Proposée par l’ex-patron du RAID (Recherche, assistance, intervention, dissuasion - unité d’élite de la police) devenu député LREM, Jean-Michel Fauvergue et la députée LREM Alice Thourot, cette proposition de loi s’inscrit, selon le gouvernement, dans un contexte particulier : "menace terroriste, montée des incivilités et de la délinquance". Elle fait suite aux propos du ministre de l’intérieur, Gérald Darmanin qui parlait "d’ensauvagement de la société" en juillet dernier dans une interview au Figaro. Pour Alice Thourot, entendue lors de la commission des lois du 2 novembre, cette proposition "vise à améliorer la sécurité des Français".

De nombreuses voix s’élèvent pourtant depuis plusieurs jours contre cette proposition que les organisations de défense des droits comme Amnesty International qualifient de "liberticide".  Par ailleurs, les députés LREM étant largement majoritaires, beaucoup redoutent que le texte soit voté malgré les attaques de l’opposition.

C’est justement ce que craint la défenseure des droits et membre de la commission nationale consultative des droits de l’Homme (CNCDH), Claire Héron. Elle considère que "cette proposition de loi soulève des risques considérables d’atteinte à plusieurs droits fondamentaux, notamment au droit à la vie privée et à la liberté d’information". La ligue des droits de l’Homme dont certains membres font également partis de la CNCDH est du même avis. Jacques Pénitot, de la branche réunionnaise de cette structure, dénonce "une volonté de faire pression sur les citoyens et les libertés individuelles" et "une tendance à ce que notre état républicain se transforme en un état répressif".

La polémique a pris un tournant international lorsque le Conseil des droits de l’homme de l’ONU a fait part de son inquiétude à Emmanuel Macron. Dans un communiqué publié en début de semaine, les membres annoncent craindre "que l’adoption et l’application de cette proposition de loi puissent entraîner des atteintes importantes aux droits de l’Homme et aux libertés fondamentales".

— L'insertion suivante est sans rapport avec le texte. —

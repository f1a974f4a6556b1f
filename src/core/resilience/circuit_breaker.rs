//! Circuit breaker, the outermost gate of a policy group.
//!
//! # States
//! - Closed: calls pass through, outcomes go into a sliding window
//! - Open: calls are rejected without touching the network
//! - Half-Open: a limited number of trial calls decide whether to close again
//!
//! # State Transitions
//! ```text
//! Closed    → Open:      failure rate >= threshold (once minimum_number_of_calls recorded)
//! Open      → Half-Open: wait_duration_in_open_state elapsed (checked lazily on next call)
//! Half-Open → Closed:    all trial calls recorded, failure rate < threshold
//! Half-Open → Open:      all trial calls recorded, failure rate >= threshold
//! ```
//!
//! Outcomes recorded against an older state (a permit handed out before a
//! transition) are ignored.

use crate::utils::error::{JokeError, Result};
use serde::{Deserialize, Serialize};
use std::collections::VecDeque;
use std::sync::{Mutex, MutexGuard, PoisonError};
use std::time::{Duration, Instant};

#[derive(Debug, Clone, Copy, PartialEq, Eq)]
pub enum CircuitState {
    Closed,
    Open,
    HalfOpen,
}

#[derive(Debug, Clone, Copy, PartialEq, Eq, Default, Serialize, Deserialize)]
#[serde(rename_all = "snake_case")]
pub enum SlidingWindowType {
    /// 最近 N 次呼叫
    #[default]
    CountBased,
    /// 最近 N 秒內的呼叫
    TimeBased,
}

#[derive(Debug, Clone, Serialize, Deserialize)]
#[serde(default)]
pub struct CircuitBreakerConfig {
    /// 失敗率門檻（百分比）
    pub failure_rate_threshold: f64,
    pub sliding_window_type: SlidingWindowType,
    pub sliding_window_size: usize,
    pub minimum_number_of_calls: usize,
    pub wait_duration_in_open_state_ms: u64,
    pub permitted_number_of_calls_in_half_open_state: usize,
}

impl Default for CircuitBreakerConfig {
    fn default() -> Self {
        Self {
            failure_rate_threshold: 50.0,
            sliding_window_type: SlidingWindowType::CountBased,
            sliding_window_size: 10,
            minimum_number_of_calls: 5,
            wait_duration_in_open_state_ms: 10_000,
            permitted_number_of_calls_in_half_open_state: 3,
        }
    }
}

impl CircuitBreakerConfig {
    pub fn wait_duration_in_open_state(&self) -> Duration {
        Duration::from_millis(self.wait_duration_in_open_state_ms)
    }

    fn minimum_calls(&self) -> usize {
        let minimum = self.minimum_number_of_calls.max(1);
        match self.sliding_window_type {
            SlidingWindowType::CountBased => minimum.min(self.sliding_window_size.max(1)),
            SlidingWindowType::TimeBased => minimum,
        }
    }

    /// 非有限值時退回預設門檻，否則斷路器永遠不會開啟
    fn threshold(&self) -> f64 {
        if self.failure_rate_threshold.is_finite() {
            self.failure_rate_threshold
        } else {
            Self::default().failure_rate_threshold
        }
    }

    fn trial_calls(&self) -> usize {
        self.permitted_number_of_calls_in_half_open_state.max(1)
    }
}

#[derive(Debug, Clone, PartialEq)]
pub struct CircuitBreakerMetrics {
    pub state: CircuitState,
    /// 尚未達到 minimum_number_of_calls 時為 None
    pub failure_rate: Option<f64>,
    pub buffered_calls: usize,
    pub failed_calls: usize,
    pub not_permitted_calls: u64,
}

struct SlidingWindow {
    kind: SlidingWindowType,
    size: usize,
    outcomes: VecDeque<(Instant, bool)>,
}

impl SlidingWindow {
    fn new(kind: SlidingWindowType, size: usize) -> Self {
        Self {
            kind,
            size: size.max(1),
            outcomes: VecDeque::new(),
        }
    }

    fn record(&mut self, now: Instant, failed: bool) {
        self.outcomes.push_back((now, failed));
        self.evict(now);
    }

    fn evict(&mut self, now: Instant) {
        match self.kind {
            SlidingWindowType::CountBased => {
                while self.outcomes.len() > self.size {
                    self.outcomes.pop_front();
                }
            }
            SlidingWindowType::TimeBased => {
                let span = Duration::from_secs(self.size as u64);
                while let Some(&(at, _)) = self.outcomes.front() {
                    if now.duration_since(at) >= span {
                        self.outcomes.pop_front();
                    } else {
                        break;
                    }
                }
            }
        }
    }

    /// (總數, 失敗數)
    fn counts(&mut self, now: Instant) -> (usize, usize) {
        self.evict(now);
        let failed = self.outcomes.iter().filter(|(_, failed)| *failed).count();
        (self.outcomes.len(), failed)
    }

    fn clear(&mut self) {
        self.outcomes.clear();
    }
}

enum Phase {
    Closed,
    Open {
        since: Instant,
    },
    HalfOpen {
        in_flight: usize,
        successes: usize,
        failures: usize,
    },
}

impl Phase {
    fn state(&self) -> CircuitState {
        match self {
            Phase::Closed => CircuitState::Closed,
            Phase::Open { .. } => CircuitState::Open,
            Phase::HalfOpen { .. } => CircuitState::HalfOpen,
        }
    }
}

struct Inner {
    phase: Phase,
    generation: u64,
    window: SlidingWindow,
    not_permitted: u64,
}

pub struct CircuitBreaker {
    name: String,
    config: CircuitBreakerConfig,
    inner: Mutex<Inner>,
}

impl CircuitBreaker {
    pub fn new(name: impl Into<String>, config: CircuitBreakerConfig) -> Self {
        let window = SlidingWindow::new(config.sliding_window_type, config.sliding_window_size);
        Self {
            name: name.into(),
            config,
            inner: Mutex::new(Inner {
                phase: Phase::Closed,
                generation: 0,
                window,
                not_permitted: 0,
            }),
        }
    }

    pub fn name(&self) -> &str {
        &self.name
    }

    pub fn config(&self) -> &CircuitBreakerConfig {
        &self.config
    }

    pub fn state(&self) -> CircuitState {
        let mut inner = self.lock();
        self.refresh(&mut inner, Instant::now());
        inner.phase.state()
    }

    pub fn metrics(&self) -> CircuitBreakerMetrics {
        let now = Instant::now();
        let mut inner = self.lock();
        self.refresh(&mut inner, now);
        let (total, failed) = inner.window.counts(now);
        let failure_rate = if total >= self.config.minimum_calls() {
            Some(failure_rate(total, failed))
        } else {
            None
        };

        CircuitBreakerMetrics {
            state: inner.phase.state(),
            failure_rate,
            buffered_calls: total,
            failed_calls: failed,
            not_permitted_calls: inner.not_permitted,
        }
    }

    /// 取得呼叫許可；斷路器開啟或半開名額已滿時回傳 `CircuitOpen`
    pub fn try_acquire(&self) -> Result<CircuitPermit<'_>> {
        let mut inner = self.lock();
        self.refresh(&mut inner, Instant::now());

        let trial_calls = self.config.trial_calls();
        let permitted = match &mut inner.phase {
            Phase::Closed => true,
            Phase::Open { .. } => false,
            Phase::HalfOpen {
                in_flight,
                successes,
                failures,
            } => {
                if *in_flight + *successes + *failures < trial_calls {
                    *in_flight += 1;
                    true
                } else {
                    false
                }
            }
        };

        if !permitted {
            inner.not_permitted += 1;
            tracing::debug!(
                "🔌 Circuit breaker '{}' is {:?}, rejecting call",
                self.name,
                inner.phase.state()
            );
            return Err(JokeError::CircuitOpen {
                name: self.name.clone(),
            });
        }

        Ok(CircuitPermit {
            breaker: self,
            generation: inner.generation,
            settled: false,
        })
    }

    fn lock(&self) -> MutexGuard<'_, Inner> {
        self.inner.lock().unwrap_or_else(PoisonError::into_inner)
    }

    /// Open 狀態等待時間到期後轉為 Half-Open
    fn refresh(&self, inner: &mut Inner, now: Instant) {
        if let Phase::Open { since } = inner.phase {
            if now.duration_since(since) >= self.config.wait_duration_in_open_state() {
                self.transition(
                    inner,
                    Phase::HalfOpen {
                        in_flight: 0,
                        successes: 0,
                        failures: 0,
                    },
                );
            }
        }
    }

    fn transition(&self, inner: &mut Inner, to: Phase) {
        let from = inner.phase.state();
        let to_state = to.state();
        if matches!(to, Phase::Closed) {
            inner.window.clear();
        }
        inner.phase = to;
        inner.generation += 1;

        match to_state {
            CircuitState::Open => tracing::warn!(
                "🔌 Circuit breaker '{}' {:?} -> {:?}",
                self.name,
                from,
                to_state
            ),
            _ => tracing::info!(
                "🔌 Circuit breaker '{}' {:?} -> {:?}",
                self.name,
                from,
                to_state
            ),
        }
    }

    fn on_result(&self, generation: u64, failed: bool) {
        let now = Instant::now();
        let mut guard = self.lock();
        let inner = &mut *guard;
        if inner.generation != generation {
            return;
        }

        let threshold = self.config.threshold();
        let trial_calls = self.config.trial_calls();

        match &mut inner.phase {
            Phase::Closed => {
                inner.window.record(now, failed);
                let (total, failures) = inner.window.counts(now);
                if total >= self.config.minimum_calls() {
                    let rate = failure_rate(total, failures);
                    if rate >= threshold {
                        tracing::warn!(
                            "🔌 Circuit breaker '{}' failure rate {:.1}% >= {:.1}% ({} of {} calls)",
                            self.name,
                            rate,
                            threshold,
                            failures,
                            total
                        );
                        self.transition(inner, Phase::Open { since: now });
                    }
                }
            }
            Phase::HalfOpen {
                in_flight,
                successes,
                failures,
            } => {
                *in_flight = in_flight.saturating_sub(1);
                if failed {
                    *failures += 1;
                } else {
                    *successes += 1;
                }

                let recorded = *successes + *failures;
                if recorded >= trial_calls {
                    let rate = failure_rate(recorded, *failures);
                    let next = if rate >= threshold {
                        Phase::Open { since: now }
                    } else {
                        Phase::Closed
                    };
                    self.transition(inner, next);
                }
            }
            Phase::Open { .. } => {}
        }
    }

    fn release(&self, generation: u64) {
        let mut inner = self.lock();
        if inner.generation != generation {
            return;
        }
        if let Phase::HalfOpen { in_flight, .. } = &mut inner.phase {
            *in_flight = in_flight.saturating_sub(1);
        }
    }
}

impl std::fmt::Debug for CircuitBreaker {
    fn fmt(&self, f: &mut std::fmt::Formatter<'_>) -> std::fmt::Result {
        f.debug_struct("CircuitBreaker")
            .field("name", &self.name)
            .field("state", &self.state())
            .finish()
    }
}

fn failure_rate(total: usize, failed: usize) -> f64 {
    if total == 0 {
        0.0
    } else {
        failed as f64 * 100.0 / total as f64
    }
}

/// 一次呼叫的許可；未記錄結果就被 drop 時會歸還半開名額
#[must_use]
pub struct CircuitPermit<'a> {
    breaker: &'a CircuitBreaker,
    generation: u64,
    settled: bool,
}

impl CircuitPermit<'_> {
    pub fn record_success(mut self) {
        self.settled = true;
        self.breaker.on_result(self.generation, false);
    }

    pub fn record_failure(mut self) {
        self.settled = true;
        self.breaker.on_result(self.generation, true);
    }
}

impl Drop for CircuitPermit<'_> {
    fn drop(&mut self) {
        if !self.settled {
            self.breaker.release(self.generation);
        }
    }
}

- "Protéger les forces de l’ordre" -

Les élus réunionnais, sont très partagés sur la question. Certains comme Jean-Luc Poudroux ou David Lorion voient d’un "bon œil" cette loi qui selon eux, "protègent les forces de l’ordre" ; d’autres comme Jean-Luc Ratenon et Philippe Naillet se questionnent plutôt sur la question de la protection des libertés.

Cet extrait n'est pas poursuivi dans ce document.